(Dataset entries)
//! JSON scene-document host
//!
//! Stands in for a 3D application's interchange importer/exporter: the
//! interchange file is a JSON document listing object names and their
//! annotations. Converters that speak this form can be driven end to end
//! without a 3D application.

use nwn2mdk_core::HostError;
use nwn2mdk_metadata::{AnnotationMap, SceneObject};
use serde::{Deserialize, Serialize};
use std::fs::{self, File};
use std::io::{BufWriter, Write};
use std::path::Path;
use tracing::debug;

use super::{InterchangeOptions, SceneHost};

/// On-disk interchange document
#[derive(Debug, Clone, Default, PartialEq, Serialize, Deserialize)]
pub struct InterchangeDocument {
    /// Options the document was written with
    #[serde(default, skip_serializing_if = "Option::is_none")]
    pub options: Option<InterchangeOptions>,
    #[serde(default)]
    pub objects: Vec<InterchangeObject>,
}

/// One object of an interchange document
#[derive(Debug, Clone, Default, PartialEq, Serialize, Deserialize)]
pub struct InterchangeObject {
    pub name: String,
    #[serde(default, skip_serializing_if = "AnnotationMap::is_empty")]
    pub annotations: AnnotationMap,
}

impl InterchangeDocument {
    pub fn read(path: &Path) -> std::result::Result<Self, HostError> {
        let text = fs::read_to_string(path)?;
        Ok(serde_json::from_str(&text)?)
    }

    pub fn write(&self, path: &Path, pretty: bool) -> std::result::Result<(), HostError> {
        let mut writer = BufWriter::new(File::create(path)?);
        if pretty {
            serde_json::to_writer_pretty(&mut writer, self)?;
        } else {
            serde_json::to_writer(&mut writer, self)?;
        }
        writer.flush()?;
        Ok(())
    }
}

/// Host reading and writing [`InterchangeDocument`] files
#[derive(Debug, Clone)]
pub struct DocumentHost {
    pretty: bool,
}

impl DocumentHost {
    pub fn new() -> Self {
        Self { pretty: true }
    }

    /// Write compact JSON instead of pretty-printed
    pub fn compact(mut self) -> Self {
        self.pretty = false;
        self
    }
}

impl Default for DocumentHost {
    fn default() -> Self {
        Self::new()
    }
}

impl SceneHost for DocumentHost {
    fn import_interchange(
        &mut self,
        path: &Path,
        options: &InterchangeOptions,
    ) -> std::result::Result<Vec<SceneObject>, HostError> {
        let document = InterchangeDocument::read(path)?;
        debug!(path = %path.display(), objects = document.objects.len(), "Read interchange document");

        Ok(document
            .objects
            .into_iter()
            .map(|object| {
                let annotations = if options.use_custom_annotations {
                    object.annotations
                } else {
                    AnnotationMap::new()
                };
                SceneObject::new(object.name).with_annotations(annotations)
            })
            .collect())
    }

    fn export_interchange(
        &mut self,
        path: &Path,
        objects: &[SceneObject],
        options: &InterchangeOptions,
    ) -> std::result::Result<(), HostError> {
        let document = InterchangeDocument {
            options: Some(options.clone()),
            objects: objects
                .iter()
                .map(|object| InterchangeObject {
                    name: object.name.clone(),
                    annotations: if options.use_custom_annotations {
                        object.annotations.clone()
                    } else {
                        AnnotationMap::new()
                    },
                })
                .collect(),
        };

        document.write(path, self.pretty)?;
        debug!(path = %path.display(), objects = objects.len(), "Wrote interchange document");
        Ok(())
    }
}

#[cfg(test)]
mod tests {
    use super::*;
    use nwn2mdk_metadata::MetadataSchema;

    #[test]
    fn test_export_then_import_preserves_annotations() {
        let dir = tempfile::tempdir().unwrap();
        let path = dir.path().join("scene.fbx");
        let mut host = DocumentHost::new().compact();

        let objects = vec![
            SceneObject::new("c_body")
                .with_schema(MetadataSchema::Mesh(Default::default()))
                .with_annotations([("NWN2MDK_GLOW", 1.0f32)].into_iter().collect()),
            SceneObject::new("c_hair"),
        ];
        host.export_interchange(&path, &objects, &InterchangeOptions::static_pose())
            .unwrap();

        let imported = host
            .import_interchange(&path, &InterchangeOptions::for_import(true))
            .unwrap();

        assert_eq!(imported.len(), 2);
        assert_eq!(imported[0].name, "c_body");
        assert!(imported[0].schema.is_unclassified(), "schema does not travel, only annotations");
        assert!(imported[0].annotations.contains_key("NWN2MDK_GLOW"));
        assert!(imported[1].annotations.is_empty());
    }

    #[test]
    fn test_annotations_dropped_when_disabled() {
        let dir = tempfile::tempdir().unwrap();
        let path = dir.path().join("scene.fbx");
        let mut host = DocumentHost::new();
        let options = InterchangeOptions {
            use_custom_annotations: false,
            ..Default::default()
        };

        let objects = vec![SceneObject::new("c_body").with_annotations([("GLOW", 1i64)].into_iter().collect())];
        host.export_interchange(&path, &objects, &options).unwrap();

        let document = InterchangeDocument::read(&path).unwrap();
        assert!(document.objects[0].annotations.is_empty());
        assert_eq!(document.options, Some(options));
    }

    #[test]
    fn test_missing_file_is_host_error() {
        let dir = tempfile::tempdir().unwrap();
        let mut host = DocumentHost::new();
        let result = host.import_interchange(&dir.path().join("absent.fbx"), &InterchangeOptions::default());
        assert!(result.is_err());
    }
}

**DIRECTIONS FOR THIS TASK:** Tally up the lines in the data that hold the word "text". Only the total should be given.

**OUTPUT FOR THIS TASK:** 2